In the data that follows, find each line containing "Result" and copy it.

○ ○ ○

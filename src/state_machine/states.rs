use serde::{Deserialize, Serialize};
use std::fmt;

/// Task instance status as carried on the wire
#[derive(Debug, Default, Clone, Copy, PartialEq, Eq, Hash, Serialize, Deserialize)]
#[serde(rename_all = "UPPERCASE")]
pub enum TaskState {
    /// Queued for a worker, not yet acknowledged. New tasks start here.
    #[default]
    Scheduled,
    /// Acknowledged by a worker and executing
    Inprogress,
    /// Suspended by the workflow layer
    Paused,
    /// Finished successfully
    Completed,
    /// Finished with an error
    Failed,
    /// Exceeded its execution window
    TimeOut,
}

impl TaskState {
    pub const ALL: [TaskState; 6] = [
        Self::Scheduled,
        Self::Inprogress,
        Self::Paused,
        Self::Completed,
        Self::Failed,
        Self::TimeOut,
    ];

    /// Check if this is a terminal state (no further transitions allowed)
    pub fn is_terminal(&self) -> bool {
        matches!(self, Self::Completed)
    }

    /// Failed or timed out; the only states a retry can leave from
    pub fn is_error(&self) -> bool {
        matches!(self, Self::Failed | Self::TimeOut)
    }

    /// Check if a worker currently owns the task
    pub fn is_active(&self) -> bool {
        matches!(self, Self::Inprogress | Self::Paused)
    }
}

impl fmt::Display for TaskState {
    fn fmt(&self, f: &mut fmt::Formatter<'_>) -> fmt::Result {
        match self {
            Self::Scheduled => write!(f, "SCHEDULED"),
            Self::Inprogress => write!(f, "INPROGRESS"),
            Self::Paused => write!(f, "PAUSED"),
            Self::Completed => write!(f, "COMPLETED"),
            Self::Failed => write!(f, "FAILED"),
            Self::TimeOut => write!(f, "TIMEOUT"),
        }
    }
}

impl std::str::FromStr for TaskState {
    type Err = String;

    fn from_str(s: &str) -> Result<Self, Self::Err> {
        match s {
            "SCHEDULED" => Ok(Self::Scheduled),
            "INPROGRESS" => Ok(Self::Inprogress),
            "PAUSED" => Ok(Self::Paused),
            "COMPLETED" => Ok(Self::Completed),
            "FAILED" => Ok(Self::Failed),
            "TIMEOUT" => Ok(Self::TimeOut),
            _ => Err(format!("Invalid task state: {s}")),
        }
    }
}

○ ○ ○

▶ [SOLUTION]
    fn fmt(&self, f: &mut fmt::Formatter<'_>) -> fmt::Result {
    fn from_str(s: &str) -> Result<Self, Self::Err> {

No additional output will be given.